Currently, nanocrystalline titanium is considered to be a potential material for medical implants. In order to obtain adequate strength, titanium alloys (mainly Ti–6Al–4V) are used, for example, for hip prostheses. Development of nanocrystalline pure titanium for such an application would allow the alloying content to be decreased for increased biocompatibility. Both the static and the fatigue strength of commercially pure titanium fasteners and threaded articles could be substantially increased by ECA processing, producing a nanocrystalline grain structure. Nanocrystalline ceramics have also been considered for orthopedic and dental implants of the future. Nanomaterials with improved mechanical properties could then replace some of the conventional biomaterials and could be tailored to meet clinical requirements associated with anatomical differences or patient age.
Incorporation of nanotubes instead of carbon fibres as reinforcing elements into plastic, ceramic and metallic matrixes can potentially provide structural materials with dramatically improved modulus and strength. Many improvements have taken place in the use of
nanoparticles as filler materials in polymers. These include fillers in dental polymers to improve their performance, for example, wear resistance or stiffness as in polymer-layered silicate nanocomposites.
Applications of nanocrystalline metallic materials have been limited because of low ductility in tension. However, cold rolling of nanocrystalline copper has opened up interesting vistas for developing novel processing of some metallic materials utilizing the nanocrystalline structure. The traditional deformation–annealing technique routinely used may be much simplified by using nanocrystalline metals as starting materials. With proper post–heat treatments, microstructure may be easily controlled so that the desired properties in the final product can be achieved.
SUMMARY
Nanomaterials and technology are making their impact in almost all areas of life.

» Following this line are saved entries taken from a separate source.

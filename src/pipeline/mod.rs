//! Agent流水线 - 多智能体调研：网页调研员 -> 调研分析师 -> 技术写作者
//!
//! 对外只暴露`ResearchPipeline::run`能力，以及根据配置构造流水线的`PipelineFactory`。

use async_trait::async_trait;
use std::sync::Arc;
use thiserror::Error;

use crate::config::Settings;
use crate::types::{Query, Report};

pub mod agents;
pub mod crew;
pub mod factory;
pub mod orchestrator;

pub use crew::CrewPipeline;
pub use factory::CrewPipelineFactory;

#[derive(Debug, Error, Clone, PartialEq, Eq)]
pub enum PipelineError {
    /// 流水线无法构造：没有API KEY且本地模型不可达
    #[error("configuration error: {0}")]
    Configuration(String),
    /// 流水线已构造但运行失败：模型服务错误、输出无效或超时
    #[error("execution error: {0}")]
    Execution(String),
}

/// 调研流水线能力
#[async_trait]
pub trait ResearchPipeline: Send + Sync {
    async fn run(&self, query: &Query) -> Result<Report, PipelineError>;
}

/// 根据配置构造调研流水线
#[async_trait]
pub trait PipelineFactory: Send + Sync {
    async fn build(&self, settings: &Arc<Settings>)
    -> Result<Arc<dyn ResearchPipeline>, PipelineError>;
}
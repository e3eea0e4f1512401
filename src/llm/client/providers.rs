//! LLM Provider支持模块

use anyhow::Result;
use rig::{
    agent::Agent,
    client::CompletionClient,
    completion::{Prompt, PromptError},
};

use crate::{
    config::{LLMProvider, Settings},
    llm::tools::web_search::AgentToolWebSearch,
};

/// 统一的Provider客户端枚举
#[derive(Clone)]
pub enum ProviderClient {
    OpenAI(rig::providers::openai::Client),
    Ollama(rig::providers::ollama::Client),
}

impl ProviderClient {
    /// 根据配置创建相应的provider客户端
    pub fn new(settings: &Settings) -> Result<Self> {
        match settings.llm_provider() {
            LLMProvider::OpenAI => {
                let api_key = settings
                    .openai_api_key
                    .as_deref()
                    .ok_or_else(|| anyhow::anyhow!("OPENAI_API_KEY is not configured"))?;
                let client = rig::providers::openai::Client::builder(api_key).build();
                Ok(ProviderClient::OpenAI(client))
            }
            LLMProvider::Ollama => {
                let client = rig::providers::ollama::Client::builder()
                    .base_url(&settings.ollama_host)
                    .build();
                Ok(ProviderClient::Ollama(client))
            }
        }
    }

    /// 创建Agent
    pub fn create_agent(&self, model: &str, system_prompt: &str, settings: &Settings) -> ProviderAgent {
        let config = &settings.llm;
        match self {
            ProviderClient::OpenAI(client) => {
                let agent = client
                    .completion_model(model)
                    .completions_api()
                    .into_agent_builder()
                    .preamble(system_prompt)
                    .max_tokens(config.max_tokens.into())
                    .temperature(config.temperature)
                    .build();
                ProviderAgent::OpenAI(agent)
            }
            ProviderClient::Ollama(client) => {
                let agent = client
                    .agent(model)
                    .preamble(system_prompt)
                    .max_tokens(config.max_tokens.into())
                    .temperature(config.temperature)
                    .build();
                ProviderAgent::Ollama(agent)
            }
        }
    }

    /// 创建带网页搜索工具的Agent
    pub fn create_agent_with_tools(
        &self,
        model: &str,
        system_prompt: &str,
        settings: &Settings,
        web_search: &AgentToolWebSearch,
    ) -> ProviderAgent {
        let config = &settings.llm;
        match self {
            ProviderClient::OpenAI(client) => {
                let agent = client
                    .completion_model(model)
                    .completions_api()
                    .into_agent_builder()
                    .preamble(system_prompt)
                    .max_tokens(config.max_tokens.into())
                    .temperature(config.temperature)
                    .tool(web_search.clone())
                    .build();
                ProviderAgent::OpenAI(agent)
            }
            ProviderClient::Ollama(client) => {
                let agent = client
                    .agent(model)
                    .preamble(system_prompt)
                    .max_tokens(config.max_tokens.into())
                    .temperature(config.temperature)
                    .tool(web_search.clone())
                    .build();
                ProviderAgent::Ollama(agent)
            }
        }
    }
}

/// 统一的Agent枚举
pub enum ProviderAgent {
    OpenAI(Agent<rig::providers::openai::CompletionModel>),
    Ollama(Agent<rig::providers::ollama::CompletionModel<reqwest::Client>>),
}

impl ProviderAgent {
    /// 执行prompt
    pub async fn prompt(&self, prompt: &str) -> Result<String> {
        match self {
            ProviderAgent::OpenAI(agent) => agent.prompt(prompt).await.map_err(|e| e.into()),
            ProviderAgent::Ollama(agent) => agent.prompt(prompt).await.map_err(|e| e.into()),
        }
    }

    /// 执行多轮对话（允许工具调用）
    pub async fn multi_turn(
        &self,
        prompt: &str,
        max_iterations: usize,
    ) -> Result<String, PromptError> {
        match self {
            ProviderAgent::OpenAI(agent) => agent.prompt(prompt).multi_turn(max_iterations).await,
            ProviderAgent::Ollama(agent) => agent.prompt(prompt).multi_turn(max_iterations).await,
        }
    }
}
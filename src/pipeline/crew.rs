use async_trait::async_trait;
use std::sync::Arc;
use tracing::{info, warn};

use crate::config::Settings;
use crate::llm::client::LanguageModel;
use crate::llm::tools::web_search::{AgentToolWebSearch, CitationCollector};
use crate::pipeline::orchestrator::ResearchOrchestrator;
use crate::pipeline::{PipelineError, ResearchPipeline};
use crate::search::WebSearch;
use crate::types::{Query, Report, SearchResult};

/// 多智能体调研流水线
pub struct CrewPipeline {
    settings: Arc<Settings>,
    model: Arc<dyn LanguageModel>,
    search: Arc<dyn WebSearch>,
}

impl CrewPipeline {
    pub fn new(
        settings: Arc<Settings>,
        model: Arc<dyn LanguageModel>,
        search: Arc<dyn WebSearch>,
    ) -> Self {
        Self {
            settings,
            model,
            search,
        }
    }

    async fn run_crew(&self, query: &Query) -> Result<Report, PipelineError> {
        let collector = CitationCollector::new();
        let web_search = AgentToolWebSearch::new(
            self.search.clone(),
            self.settings.max_search_results,
            collector.clone(),
        );

        // 先做一次初始搜索，作为网页调研员的起点
        let seed = web_search.run_search(query.as_str()).await;
        let seed_notes = format_seed_notes(&seed);

        let markdown = ResearchOrchestrator
            .execute_crew(self.model.as_ref(), &web_search, query, &seed_notes)
            .await
            .map_err(|e| PipelineError::Execution(e.to_string()))?;

        let report = Report::from_markdown(
            &format!("Research Report: {}", query),
            &markdown,
            collector.snapshot(),
        );

        if report.is_empty() {
            return Err(PipelineError::Execution(
                "the writer agent returned no report content".to_string(),
            ));
        }

        Ok(report)
    }
}

#[async_trait]
impl ResearchPipeline for CrewPipeline {
    async fn run(&self, query: &Query) -> Result<Report, PipelineError> {
        let budget = self.settings.pipeline_timeout();
        info!(
            "🔄 使用 {} 执行调研，时间预算 {}秒",
            self.model.describe(),
            budget.as_secs()
        );

        match tokio::time::timeout(budget, self.run_crew(query)).await {
            Ok(result) => result,
            Err(_) => {
                warn!("⚠️ 调研流水线超出时间预算 ({}秒)", budget.as_secs());
                Err(PipelineError::Execution(format!(
                    "research pipeline exceeded its time budget of {}s",
                    budget.as_secs()
                )))
            }
        }
    }
}

/// 将初始搜索结果整理为调研员可读的笔记
fn format_seed_notes(results: &[SearchResult]) -> String {
    if results.is_empty() {
        return "Initial web search returned no results.".to_string();
    }

    let mut notes = String::from("Initial web search results:\n");
    for (i, r) in results.iter().enumerate() {
        notes.push_str(&format!(
            "{}. {} ({})\n   {}\n",
            i + 1,
            r.title,
            r.url,
            r.snippet
        ));
    }
    notes
}
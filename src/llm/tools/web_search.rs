//! 网页搜索工具 - 供Agent在推理过程中调用

use rig::tool::Tool;
use schemars::JsonSchema;
use serde::{Deserialize, Serialize};
use std::sync::{Arc, Mutex};
use thiserror::Error;
use tracing::info;

use crate::search::WebSearch;
use crate::types::SearchResult;

/// 一次流水线运行中所有搜索到的结果，按首次出现顺序去重
#[derive(Debug, Clone, Default)]
pub struct CitationCollector {
    inner: Arc<Mutex<Vec<SearchResult>>>,
}

impl CitationCollector {
    pub fn new() -> Self {
        Self::default()
    }

    pub fn record(&self, results: &[SearchResult]) {
        let mut seen = self.inner.lock().unwrap_or_else(|e| e.into_inner());
        for result in results {
            if !seen.iter().any(|r| r.url == result.url) {
                seen.push(result.clone());
            }
        }
    }

    pub fn snapshot(&self) -> Vec<SearchResult> {
        self.inner
            .lock()
            .unwrap_or_else(|e| e.into_inner())
            .clone()
    }
}

/// 网页搜索工具
#[derive(Clone)]
pub struct AgentToolWebSearch {
    search: Arc<dyn WebSearch>,
    max_results: usize,
    collector: CitationCollector,
}

/// 搜索参数
#[derive(Debug, Deserialize, JsonSchema)]
pub struct WebSearchArgs {
    /// The search query to perform
    pub query: String,
}

/// 搜索结果
#[derive(Debug, Serialize)]
pub struct WebSearchOutput {
    pub results: Vec<SearchResult>,
    #[serde(skip_serializing_if = "Option::is_none")]
    pub message: Option<String>,
}

#[derive(Debug, Error)]
pub enum WebSearchToolError {
    #[error("search query must not be empty")]
    EmptyQuery,
}

impl AgentToolWebSearch {
    pub fn new(
        search: Arc<dyn WebSearch>,
        max_results: usize,
        collector: CitationCollector,
    ) -> Self {
        Self {
            search,
            max_results,
            collector,
        }
    }

    pub fn collector(&self) -> &CitationCollector {
        &self.collector
    }

    /// 执行搜索并记录引用来源
    pub async fn run_search(&self, query: &str) -> Vec<SearchResult> {
        let results = self.search.search(query, self.max_results).await;
        self.collector.record(&results);
        results
    }
}

impl Tool for AgentToolWebSearch {
    const NAME: &'static str = "web_search";

    type Error = WebSearchToolError;
    type Args = WebSearchArgs;
    type Output = WebSearchOutput;

    async fn definition(&self, _prompt: String) -> rig::completion::ToolDefinition {
        rig::completion::ToolDefinition {
            name: Self::NAME.to_string(),
            description: format!(
                "Search the web for current information using {}. Returns up to {} results, each with a title, snippet and url.",
                self.search.name(),
                self.max_results
            ),
            parameters: schemars::schema_for!(WebSearchArgs).to_value(),
        }
    }

    async fn call(&self, args: Self::Args) -> Result<Self::Output, Self::Error> {
        let query = args.query.trim();
        if query.is_empty() {
            return Err(WebSearchToolError::EmptyQuery);
        }

        info!("   🔧 tool called...web_search@{}", query);

        let results = self.run_search(query).await;
        let message = results
            .is_empty()
            .then(|| "No search results found.".to_string());

        Ok(WebSearchOutput { results, message })
    }
}

#[cfg(test)]
mod tests {
    use super::*;
    use async_trait::async_trait;

    struct CannedSearch(Vec<SearchResult>);

    #[async_trait]
    impl WebSearch for CannedSearch {
        async fn search(&self, _query: &str, max_results: usize) -> Vec<SearchResult> {
            self.0.iter().take(max_results).cloned().collect()
        }

        fn name(&self) -> &str {
            "canned"
        }
    }

    fn results() -> Vec<SearchResult> {
        vec![
            SearchResult::new("A", "a", "https://a.example"),
            SearchResult::new("B", "b", "https://b.example"),
            SearchResult::new("C", "c", "https://c.example"),
        ]
    }

    #[tokio::test]
    async fn test_tool_call_records_citations() {
        let collector = CitationCollector::new();
        let tool = AgentToolWebSearch::new(Arc::new(CannedSearch(results())), 2, collector.clone());

        let output = tool
            .call(WebSearchArgs {
                query: "letters".to_string(),
            })
            .await
            .unwrap();

        assert_eq!(output.results.len(), 2);
        assert!(output.message.is_none());
        assert_eq!(collector.snapshot(), results()[..2].to_vec());

        // 重复搜索不会产生重复引用
        tool.call(WebSearchArgs {
            query: "letters again".to_string(),
        })
        .await
        .unwrap();
        assert_eq!(collector.snapshot().len(), 2);
    }

    #[tokio::test]
    async fn test_tool_call_empty_results_message() {
        let tool = AgentToolWebSearch::new(
            Arc::new(CannedSearch(vec![])),
            5,
            CitationCollector::new(),
        );

        let output = tool
            .call(WebSearchArgs {
                query: "nothing".to_string(),
            })
            .await
            .unwrap();

        assert!(output.results.is_empty());
        assert_eq!(output.message.as_deref(), Some("No search results found."));
    }

    #[tokio::test]
    async fn test_definition_describes_query_parameter() {
        let tool = AgentToolWebSearch::new(
            Arc::new(CannedSearch(vec![])),
            5,
            CitationCollector::new(),
        );

        let definition = tool.definition(String::new()).await;
        assert_eq!(definition.name, "web_search");
        assert_eq!(definition.parameters["properties"]["query"]["type"], "string");
        assert_eq!(definition.parameters["required"][0], "query");
    }

    #[tokio::test]
    async fn test_tool_rejects_blank_query() {
        let tool = AgentToolWebSearch::new(
            Arc::new(CannedSearch(results())),
            5,
            CitationCollector::new(),
        );

        let err = tool
            .call(WebSearchArgs {
                query: "  ".to_string(),
            })
            .await
            .unwrap_err();
        assert!(matches!(err, WebSearchToolError::EmptyQuery));
    }
}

• Development of novel devices based on nano-opto-electronic materials, molecular devices and quantum structures are creating new directions for miniaturization with increased efficiency of nano-electronic systems.
• MEMS and NEMS find extensive use both as sensors and actuators in a wide spectrum of engineering application.
• An entire gamut of nanosensors for biomonitoring, health parameter surveillance, safety logics, environmental control, process control, etc., have been developed. • In the field of medicine, nanotechnology finds application for both diagnostic tools as
well as for advanced therapy.
• Nanomaterials have a promising future in enhancing efficiencies of green energy technologies, like solar cells, hydrogen cells, etc.
• Development of smart textiles with in-built sensors and functional nanoparticles are set to be introduced on a wide scale both for defense as well as for domestic use.
Gordon Earle Moore is the co-founder of Intel Corporation, USA. Born in 1929 at San Francisco, California, he obtained his doctoral degree in Physics and Chemistry from CalTech in 1954. Intel Corporation was co-founded by Moore in 1968, where he served as Executive Vice President until 1975, after which he became President and Chief Executive Officer. Dr Moore became Chairman of the Board and Chief Executive Officer in 1979. He became Chairman Emeritus of Intel Corporation in 1997.